Polonais, you.Guru fait dans le psychédélisme dont les motifs empilés, la succession de climats répétés, crée une véritable dépendance dès lors qu’on a le courage de s’y abandonner. Exempt de chant, Young Adult Friction est le tout premier album du trio de Bydgoszcz où officient Artur Maćkowiak – guitar, electronics, Michał Lutrzykowski – bass et Piotr Waliszewski – drums. Dans un univers où le loop fait des loopings et les climats groovent dans le ciel, de façon dépaysante pour débuter, suivant une épopée céleste qui laisse des traces (Switch on the Truth), le groupe développe une approche individuelle, qui lui permet de susciter l’intérêt. Sa musique, pensée comme une réponse à l’époque singulière que nous vivons, agit sur le psychisme. De noirceur en trouées de lumière, nébuleuse ou plus acérée, elle fait effet. Elle peut se montrer sereine, lâche du son psychotrope à tout-va, et fait honneur à ses géniteurs en même temps qu’elle se niche dans la constellation, haut, très haut. Jusqu’à, pratiquement, ne plus retomber.

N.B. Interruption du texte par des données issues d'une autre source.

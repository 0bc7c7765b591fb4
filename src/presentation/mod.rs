// Presentation layer - HTTP surface over the published views
pub mod app_state;
pub mod handlers;

use axum::routing::{get, post};
use axum::Router;
use std::sync::Arc;
use tower_http::compression::CompressionLayer;
use tower_http::trace::TraceLayer;

use crate::presentation::app_state::AppState;
use crate::presentation::handlers::{
    get_views, health_check, load_historical, refresh_metrics, set_live_window, stream_views,
};

pub fn router(state: Arc<AppState>) -> Router {
    Router::new()
        .route("/healthz", get(health_check))
        .route("/views", get(get_views))
        .route("/views/stream", get(stream_views))
        .route("/refresh", post(refresh_metrics))
        .route("/live-graph", post(set_live_window))
        .route("/historical", post(load_historical))
        .layer(CompressionLayer::new())
        .layer(TraceLayer::new_for_http())
        .with_state(state)
}
// Mini sparklines: value-only sliding windows
use super::Synchronizer;
use crate::domain::history::HistoryBuffer;
use crate::error::SyncResult;
use serde::Serialize;

/// Value the window is filled with before any reading arrives.
pub const SPARKLINE_BASELINE: f64 = 50.0;

pub fn new_window(width: usize) -> SyncResult<HistoryBuffer<f64>> {
    HistoryBuffer::filled(width, SPARKLINE_BASELINE)
}

#[derive(Debug, Clone, PartialEq, Serialize)]
pub struct SparklineView {
    pub values: Vec<f64>,
    pub min: f64,
    pub max: f64,
}

impl Default for SparklineView {
    fn default() -> Self {
        Self {
            values: Vec::new(),
            min: 0.0,
            max: 100.0,
        }
    }
}

pub struct Sparkline;

impl Synchronizer for Sparkline {
    type Input = HistoryBuffer<f64>;
    type View = SparklineView;

    fn project(&self, input: &HistoryBuffer<f64>) -> SparklineView {
        SparklineView {
            values: input.snapshot(),
            ..SparklineView::default()
        }
    }
}

#[cfg(test)]
mod tests {
    use super::*;

    #[test]
    fn test_eleven_pushes_keep_last_ten() {
        let mut window = new_window(10).unwrap();
        assert_eq!(Sparkline.project(&window).values, vec![SPARKLINE_BASELINE; 10]);

        let values: Vec<f64> = (1..=11).map(|v| v as f64 * 3.5).collect();
        for v in &values {
            window.append_bounded(*v);
        }
        assert_eq!(Sparkline.project(&window).values, values[1..].to_vec());
    }
}
// Source traits for backend data access
use crate::domain::snapshot::{
    AlertRecord, DailyTrends, HistoricalAnalysis, LiveGraph, LocationSnapshot, SystemStatus,
};
use crate::domain::telemetry::TelemetryRecord;
use crate::error::SyncResult;
use async_trait::async_trait;
use futures::stream::BoxStream;

/// Raw event payloads of one open stream connection, in arrival order.
pub type FrameStream = BoxStream<'static, SyncResult<String>>;

#[async_trait]
pub trait DashboardSource: Send + Sync {
    /// Latest crowd / mobility / carbon summary
    async fn realtime_metrics(&self) -> SyncResult<TelemetryRecord>;

    /// Crowd and CO2 graph for the last `minutes`, plus vehicle distribution
    async fn live_graph(&self, minutes: u32) -> SyncResult<LiveGraph>;

    async fn locations(&self) -> SyncResult<Vec<LocationSnapshot>>;

    async fn alerts(&self) -> SyncResult<Vec<AlertRecord>>;

    async fn system_status(&self) -> SyncResult<SystemStatus>;

    async fn daily_trends(&self) -> SyncResult<DailyTrends>;

    async fn historical_analysis(&self, days: u32) -> SyncResult<HistoricalAnalysis>;
}

#[async_trait]
pub trait LiveStreamSource: Send + Sync {
    /// Open one push connection. Dropping the returned stream closes it.
    async fn open(&self) -> SyncResult<FrameStream>;
}
// Snapshot fetcher - one-shot pulls of dashboard state
use crate::application::dashboard_source::DashboardSource;
use crate::domain::snapshot::{
    AlertRecord, DailyTrends, HistoricalAnalysis, LiveGraph, LocationSnapshot, SystemStatus,
};
use crate::domain::telemetry::TelemetryRecord;
use crate::error::{SyncError, SyncResult};
use std::sync::Arc;

/// Per-field results of a bulk load. Each field succeeds or fails on its own.
#[derive(Debug)]
pub struct SnapshotBatch {
    pub metrics: SyncResult<TelemetryRecord>,
    pub live_graph: SyncResult<LiveGraph>,
    pub locations: SyncResult<Vec<LocationSnapshot>>,
    pub alerts: SyncResult<Vec<AlertRecord>>,
    pub status: SyncResult<SystemStatus>,
    pub daily_trends: SyncResult<DailyTrends>,
}

impl SnapshotBatch {
    pub fn failures(&self) -> usize {
        [
            self.metrics.is_err(),
            self.live_graph.is_err(),
            self.locations.is_err(),
            self.alerts.is_err(),
            self.status.is_err(),
            self.daily_trends.is_err(),
        ]
        .into_iter()
        .filter(|failed| *failed)
        .count()
    }
}

fn positive(name: &str, value: u32) -> SyncResult<u32> {
    if value == 0 {
        return Err(SyncError::Config(format!("{} must be a positive integer", name)));
    }
    Ok(value)
}

#[derive(Clone)]
pub struct SnapshotFetcher {
    source: Arc<dyn DashboardSource>,
    live_minutes: u32,
}

impl SnapshotFetcher {
    pub fn new(source: Arc<dyn DashboardSource>, live_minutes: u32) -> SyncResult<Self> {
        Ok(Self {
            source,
            live_minutes: positive("live window minutes", live_minutes)?,
        })
    }

    /// Issue every initial request concurrently and collect each outcome.
    pub async fn fetch_all(&self) -> SnapshotBatch {
        let (metrics, live_graph, locations, alerts, status, daily_trends) = tokio::join!(
            self.source.realtime_metrics(),
            self.source.live_graph(self.live_minutes),
            self.source.locations(),
            self.source.alerts(),
            self.source.system_status(),
            self.source.daily_trends(),
        );

        SnapshotBatch {
            metrics,
            live_graph,
            locations,
            alerts,
            status,
            daily_trends,
        }
    }

    pub async fn fetch_metrics(&self) -> SyncResult<TelemetryRecord> {
        self.source.realtime_metrics().await
    }

    pub async fn fetch_live_graph(&self, minutes: u32) -> SyncResult<LiveGraph> {
        let minutes = positive("minutes", minutes)?;
        self.source.live_graph(minutes).await
    }

    pub async fn fetch_daily_trends(&self) -> SyncResult<DailyTrends> {
        self.source.daily_trends().await
    }

    pub async fn fetch_historical(&self, days: u32) -> SyncResult<HistoricalAnalysis> {
        let days = positive("days", days)?;
        self.source.historical_analysis(days).await
    }
}

#[cfg(test)]
pub(crate) mod tests {
    use super::*;
    use crate::domain::snapshot::{LocationStatus, OverallStatus, VehicleCount};
    use async_trait::async_trait;
    use chrono::NaiveDate;
    use std::sync::Mutex;

    /// Scripted in-memory backend shared by the application tests.
    #[derive(Default)]
    pub struct FakeSource {
        pub fail_locations: bool,
        pub requests: Mutex<Vec<String>>,
    }

    pub fn at(h: u32, m: u32) -> chrono::NaiveDateTime {
        NaiveDate::from_ymd_opt(2024, 5, 1)
            .unwrap()
            .and_hms_opt(h, m, 0)
            .unwrap()
    }

    impl FakeSource {
        fn record(&self, request: String) {
            self.requests.lock().unwrap().push(request);
        }
    }

    #[async_trait]
    impl DashboardSource for FakeSource {
        async fn realtime_metrics(&self) -> SyncResult<TelemetryRecord> {
            self.record("metrics".to_string());
            Ok(TelemetryRecord::new(at(9, 0), None, None, None))
        }

        async fn live_graph(&self, minutes: u32) -> SyncResult<LiveGraph> {
            self.record(format!("live_graph:{}", minutes));
            Ok(LiveGraph {
                vehicle_distribution: vec![VehicleCount {
                    vehicle: "Bus".to_string(),
                    count: 3,
                }],
                ..LiveGraph::default()
            })
        }

        async fn locations(&self) -> SyncResult<Vec<LocationSnapshot>> {
            self.record("locations".to_string());
            if self.fail_locations {
                return Err(SyncError::Network("connection refused".to_string()));
            }
            Ok(vec![LocationSnapshot {
                name: "Food Court".to_string(),
                lat: 12.9782,
                lng: 77.5985,
                density: 40.0,
                status: LocationStatus::Low,
                anomalies: 0,
                readings: 0,
            }])
        }

        async fn alerts(&self) -> SyncResult<Vec<AlertRecord>> {
            self.record("alerts".to_string());
            Ok(Vec::new())
        }

        async fn system_status(&self) -> SyncResult<SystemStatus> {
            self.record("status".to_string());
            Ok(SystemStatus {
                overall_status: OverallStatus::Healthy,
                freshness_minutes: 1.0,
            })
        }

        async fn daily_trends(&self) -> SyncResult<DailyTrends> {
            self.record("daily_trends".to_string());
            Ok(DailyTrends::default())
        }

        async fn historical_analysis(&self, days: u32) -> SyncResult<HistoricalAnalysis> {
            self.record(format!("historical:{}", days));
            Ok(HistoricalAnalysis::default())
        }
    }

    #[tokio::test]
    async fn test_fetch_all_applies_partial_success() {
        let source = Arc::new(FakeSource {
            fail_locations: true,
            ..FakeSource::default()
        });
        let fetcher = SnapshotFetcher::new(source.clone(), 30).unwrap();

        let batch = fetcher.fetch_all().await;

        assert_eq!(batch.failures(), 1);
        assert!(batch.locations.is_err());
        assert!(batch.metrics.is_ok());
        assert_eq!(batch.live_graph.unwrap().vehicle_distribution.len(), 1);
        assert!(batch.alerts.is_ok());
        assert!(batch.status.is_ok());
        assert!(batch.daily_trends.is_ok());
        assert!(source
            .requests
            .lock()
            .unwrap()
            .contains(&"live_graph:30".to_string()));
    }

    #[tokio::test]
    async fn test_invalid_parameters_rejected_before_request() {
        let source = Arc::new(FakeSource::default());
        let fetcher = SnapshotFetcher::new(source.clone(), 30).unwrap();

        assert!(matches!(
            fetcher.fetch_historical(0).await,
            Err(SyncError::Config(_))
        ));
        assert!(matches!(
            fetcher.fetch_live_graph(0).await,
            Err(SyncError::Config(_))
        ));
        assert!(source.requests.lock().unwrap().is_empty());

        fetcher.fetch_historical(7).await.unwrap();
        assert_eq!(
            source.requests.lock().unwrap().as_slice(),
            &["historical:7".to_string()]
        );
    }

    #[test]
    fn test_zero_live_window_rejected() {
        let source = Arc::new(FakeSource::default());
        assert!(SnapshotFetcher::new(source, 0).is_err());
    }
}
// System status badges
use super::{Synchronizer, Tier};
use crate::domain::snapshot::{OverallStatus, SystemStatus};
use crate::infrastructure::config::FreshnessThresholds;
use serde::Serialize;

#[derive(Debug, Clone, PartialEq, Serialize)]
pub struct StatusView {
    pub freshness_label: String,
    pub freshness_tier: Tier,
    pub system_label: String,
    pub system_tier: Tier,
}

impl Default for StatusView {
    fn default() -> Self {
        Self {
            freshness_label: "Data: --".to_string(),
            freshness_tier: Tier::Warning,
            system_label: "System: --".to_string(),
            system_tier: Tier::Warning,
        }
    }
}

pub struct StatusBadges {
    thresholds: FreshnessThresholds,
}

impl StatusBadges {
    pub fn new(thresholds: FreshnessThresholds) -> Self {
        Self { thresholds }
    }

    pub fn freshness_tier(&self, freshness_minutes: f64) -> Tier {
        if freshness_minutes < self.thresholds.healthy_below_minutes {
            Tier::Healthy
        } else if freshness_minutes < self.thresholds.warning_below_minutes {
            Tier::Warning
        } else {
            Tier::Critical
        }
    }
}

impl Synchronizer for StatusBadges {
    type Input = SystemStatus;
    type View = StatusView;

    fn project(&self, input: &SystemStatus) -> StatusView {
        let (status_name, system_tier) = match input.overall_status {
            OverallStatus::Healthy => ("healthy", Tier::Healthy),
            OverallStatus::Degraded => ("degraded", Tier::Critical),
        };
        StatusView {
            freshness_label: format!("Data: {} min ago", input.freshness_minutes),
            freshness_tier: self.freshness_tier(input.freshness_minutes),
            system_label: format!("System: {}", status_name),
            system_tier,
        }
    }
}
// Bounded, insertion-ordered history ring
use crate::error::{SyncError, SyncResult};
use std::collections::VecDeque;

/// Fixed-capacity ordered store. Oldest entries sit at the front, the newest
/// at the back; the length never exceeds `capacity`.
#[derive(Debug, Clone, PartialEq)]
pub struct HistoryBuffer<T> {
    items: VecDeque<T>,
    capacity: usize,
}

impl<T: Clone> HistoryBuffer<T> {
    pub fn new(capacity: usize) -> SyncResult<Self> {
        if capacity == 0 {
            return Err(SyncError::Config(
                "history buffer capacity must be at least 1".to_string(),
            ));
        }
        Ok(Self {
            items: VecDeque::with_capacity(capacity),
            capacity,
        })
    }

    /// Buffer pre-filled to capacity with `value`.
    pub fn filled(capacity: usize, value: T) -> SyncResult<Self> {
        let mut buffer = Self::new(capacity)?;
        buffer.items.extend(std::iter::repeat_n(value, capacity));
        Ok(buffer)
    }

    /// Push the newest record, evicting the oldest once past capacity.
    pub fn append_bounded(&mut self, record: T) {
        if self.items.len() == self.capacity {
            self.items.pop_front();
        }
        self.items.push_back(record);
    }

    /// Swap the whole contents. When handed more than `capacity` records the
    /// newest ones (the tail) are kept.
    pub fn replace_all<I>(&mut self, records: I)
    where
        I: IntoIterator<Item = T>,
    {
        let mut next: VecDeque<T> = records.into_iter().collect();
        let excess = next.len().saturating_sub(self.capacity);
        next.drain(..excess);
        self.items = next;
    }

    /// Owned copy, oldest first.
    pub fn snapshot(&self) -> Vec<T> {
        self.items.iter().cloned().collect()
    }

    pub fn latest(&self) -> Option<&T> {
        self.items.back()
    }

    pub fn len(&self) -> usize {
        self.items.len()
    }

    pub fn is_empty(&self) -> bool {
        self.items.is_empty()
    }

    pub fn capacity(&self) -> usize {
        self.capacity
    }
}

D’humeur changeante, le rendu se répète mais peut s’orienter, soudainement, vers une atmosphère tranchée. Pure nothing capture les caboches, ses sons en vagues prennent possession des esprits. Même si le format instrumental peut déstabiliser, le pouvoir des morceaux est indéniable et si on outrepasse souvent les cinq minutes de durée, c’est pour, à l’arrivée, mieux attirer l’auditeur dans les contrées sonores définies par you.Guru. Une louche de kraut est versée dans la mixture, improvisée, organique autant qu’ électronique, psychédélique donc, aux coups de sang et accélérations qui ça et là boostent les compositions.

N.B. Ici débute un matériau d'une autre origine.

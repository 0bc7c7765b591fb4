// Sync context - owns dashboard state and applies events in arrival order
use crate::application::dashboard_source::{DashboardSource, LiveStreamSource};
use crate::application::events::{Command, FetchKind, StreamEvent, SyncEvent};
use crate::application::indicator::{ConnectionIndicator, Outcome};
use crate::application::snapshot_fetcher::{SnapshotBatch, SnapshotFetcher};
use crate::application::stream_listener::{shutdown_requested, LiveStreamListener};
use crate::application::widgets::alerts::AlertList;
use crate::application::widgets::live_trend::{points_from_graph, LiveTrendChart, TrendPoint};
use crate::application::widgets::map::MapMarkers;
use crate::application::widgets::metrics::{MetricCards, MetricsInput};
use crate::application::widgets::sparkline::{self, Sparkline};
use crate::application::widgets::status::StatusBadges;
use crate::application::widgets::trends::{DailyTrendChart, HistoricalTrendChart};
use crate::application::widgets::vehicles::VehicleDistribution;
use crate::application::widgets::{
    apply, clock_label, data_points_label, ConnectionBadge, DashboardViews, Synchronizer,
};
use crate::domain::connection::ListenerState;
use crate::domain::history::HistoryBuffer;
use crate::domain::snapshot::{
    AlertRecord, DailyTrends, HistoricalAnalysis, LiveGraph, LocationSnapshot, SystemStatus,
    VehicleCount,
};
use crate::domain::telemetry::TelemetryRecord;
use crate::error::{SyncError, SyncResult};
use crate::infrastructure::config::{FreshnessThresholds, SyncSettings};
use std::future::Future;
use std::sync::Arc;
use tokio::sync::{mpsc, watch, Mutex};
use tokio::task::JoinHandle;
use tokio::time::{Instant, MissedTickBehavior};
use tracing::{debug, error, info, warn};

const EVENT_CHANNEL_CAPACITY: usize = 100;
const COMMAND_CHANNEL_CAPACITY: usize = 16;

/// Surfaces whose input changed and need re-projecting.
#[derive(Debug, Default, Clone, Copy, PartialEq, Eq)]
pub struct Dirty {
    pub indicator: bool,
    pub metrics: bool,
    pub sparklines: bool,
    pub live_trend: bool,
    pub vehicles: bool,
    pub daily_trend: bool,
    pub historical_trend: bool,
    pub map: bool,
    pub alerts: bool,
    pub status: bool,
    pub data_points: bool,
}

impl Dirty {
    pub fn all() -> Self {
        Self {
            indicator: true,
            metrics: true,
            sparklines: true,
            live_trend: true,
            vehicles: true,
            daily_trend: true,
            historical_trend: true,
            map: true,
            alerts: true,
            status: true,
            data_points: true,
        }
    }

    pub fn any(&self) -> bool {
        *self != Dirty::default()
    }
}

/// Stateless except for the configured freshness thresholds.
pub struct Synchronizers {
    status: StatusBadges,
}

impl Synchronizers {
    pub fn new(thresholds: FreshnessThresholds) -> Self {
        Self {
            status: StatusBadges::new(thresholds),
        }
    }
}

An Animated Song, brumeux, finit par s’animer, de manière flemmarde. Un peu comme si, incrédule, on peinait à prendre la mesure de ce « Nouveau Monde ». Les conséquences, une fois de plus, sont mentales. Mais Young Adult Friction purge l’esprit en le mettant à l’épreuve. On réitère, oui, de façon fréquente mais assez juste pour éviter que l’auditeur s’en aille vaquer à d’autres activités. Holy Sand met également du temps à se profiler, mais encore une fois la magie opère. Dans une bulle protectrice, l’album propose un trip bienfaisant. Il est de plus uni, cohérent, vivace sur ce morceau. you.Guru n’est jamais dans le trop, il se fait spatial mais, simultanément, fougueux. Acid Dance souffle une espèce de dub trippant, bien « psych » évidemment, de nature à accentuer les délicieux dommages liés à l’écoute. On y place des sons rugueux, qui déchirent les penchants célestes du titre.
Photo Darek Gackowski
Pour un debut album, you.Guru frappe déjà fort. L’épreuve l’a visiblement inspiré, l’amenant à nous faire macérer les sens dans son chaudron psyché. Ca pulse, la beauté du morceau en question, le bien nommé Acid dance donc, se pare d’élans sereins autant que de sonorités plus brutes. Cosmique et enlevé, le registre de ces trois-là mérite la visite. The Secret Way to Reach Ben, sur le format le plus étendu de la série, y mettra fin après un début à la lente montée. A l’issue, on est à nouveau pris dans un tourbillon saccadé, qui a pour vertu de nous faire adhérer, on n’a d’ailleurs guère le choix, aux salves psyché prenantes des six plages de l’album.